[Stored data]
//! Style tokens for the console.

use ratatui::style::{Color, Modifier, Style};
use roster_core::domains::ui::ToastKind;

#[derive(Debug, Clone, Copy)]
pub struct Theme {
    pub accent: Color,
    pub text: Color,
    pub muted: Color,
    pub success: Color,
    pub error: Color,
    pub info: Color,
    pub skeleton: Color,
}

pub const THEME: Theme = Theme {
    accent: Color::Cyan,
    text: Color::White,
    muted: Color::DarkGray,
    success: Color::Green,
    error: Color::Red,
    info: Color::Blue,
    skeleton: Color::Rgb(60, 60, 60),
};

impl Theme {
    pub fn title(&self) -> Style {
        Style::default().fg(self.accent).add_modifier(Modifier::BOLD)
    }

    pub fn text(&self) -> Style {
        Style::default().fg(self.text)
    }

    pub fn muted(&self) -> Style {
        Style::default().fg(self.muted)
    }

    pub fn error_text(&self) -> Style {
        Style::default().fg(self.error)
    }

    pub fn selection(&self) -> Style {
        Style::default()
            .bg(self.accent)
            .fg(Color::Black)
            .add_modifier(Modifier::BOLD)
    }

    pub fn border(&self, focused: bool) -> Style {
        if focused {
            Style::default().fg(self.accent)
        } else {
            Style::default().fg(self.muted)
        }
    }

    pub fn skeleton(&self) -> Style {
        Style::default().fg(self.skeleton)
    }

    /// Buttons render dimmed while disabled.
    pub fn button(&self, enabled: bool, primary: bool) -> Style {
        match (enabled, primary) {
            (false, _) => self.muted(),
            (true, true) => Style::default()
                .fg(Color::Black)
                .bg(self.accent)
                .add_modifier(Modifier::BOLD),
            (true, false) => self.text(),
        }
    }

    pub fn danger_button(&self, enabled: bool) -> Style {
        if enabled {
            Style::default()
                .fg(Color::White)
                .bg(self.error)
                .add_modifier(Modifier::BOLD)
        } else {
            self.muted()
        }
    }

    pub fn toast(&self, kind: ToastKind) -> Style {
        let color = match kind {
            ToastKind::Success => self.success,
            ToastKind::Error => self.error,
            ToastKind::Info => self.info,
        };
        Style::default().fg(color).add_modifier(Modifier::BOLD)
    }
}
use roster_model::User;

/// Case-insensitive substring match over first name, last name and email.
/// A blank query keeps every user. Order is preserved.
pub fn filter_users<'a>(users: &'a [User], query: &str) -> Vec<&'a User> {
    let needle = query.trim().to_lowercase();
    if needle.is_empty() {
        return users.iter().collect();
    }
    users
        .iter()
        .filter(|user| matches_user(user, &needle))
        .collect()
}

fn matches_user(user: &User, needle: &str) -> bool {
    [&user.first_name, &user.last_name, &user.email]
        .into_iter()
        .any(|field| field.to_lowercase().contains(needle))
}

#[cfg(test)]
mod tests {
    use super::*;
    use crate::infrastructure::testing::demo_page;

    fn names(users: &[&User]) -> Vec<String> {
        users.iter().map(|u| u.full_name()).collect()
    }

    #[test]
    fn matches_last_name_regardless_of_case() {
        let page = demo_page(1);
        let hits = filter_users(&page.data, "HOL");
        assert_eq!(names(&hits), vec!["Eve Holt"]);
    }

    #[test]
    fn no_match_yields_empty() {
        let page = demo_page(1);
        assert!(filter_users(&page.data, "zzz").is_empty());
    }

    #[test]
    fn blank_query_returns_everything_in_order() {
        let page = demo_page(1);
        let all = filter_users(&page.data, "   ");
        assert_eq!(all.len(), page.data.len());
        assert!(all.iter().zip(&page.data).all(|(a, b)| *a == b));
    }

    #[test]
    fn matches_email_and_first_name() {
        let page = demo_page(1);
        assert_eq!(names(&filter_users(&page.data, "janet.w")), vec!["Janet Weaver"]);
        // "George" appears once on the first page
        assert_eq!(filter_users(&page.data, "george").len(), 1);
    }
}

[Activity]: Look for the string "success" in the records, and copy every line where it is found.

[Answer to this task]:
    pub success: Color,
    success: Color::Green,
            ToastKind::Success => self.success,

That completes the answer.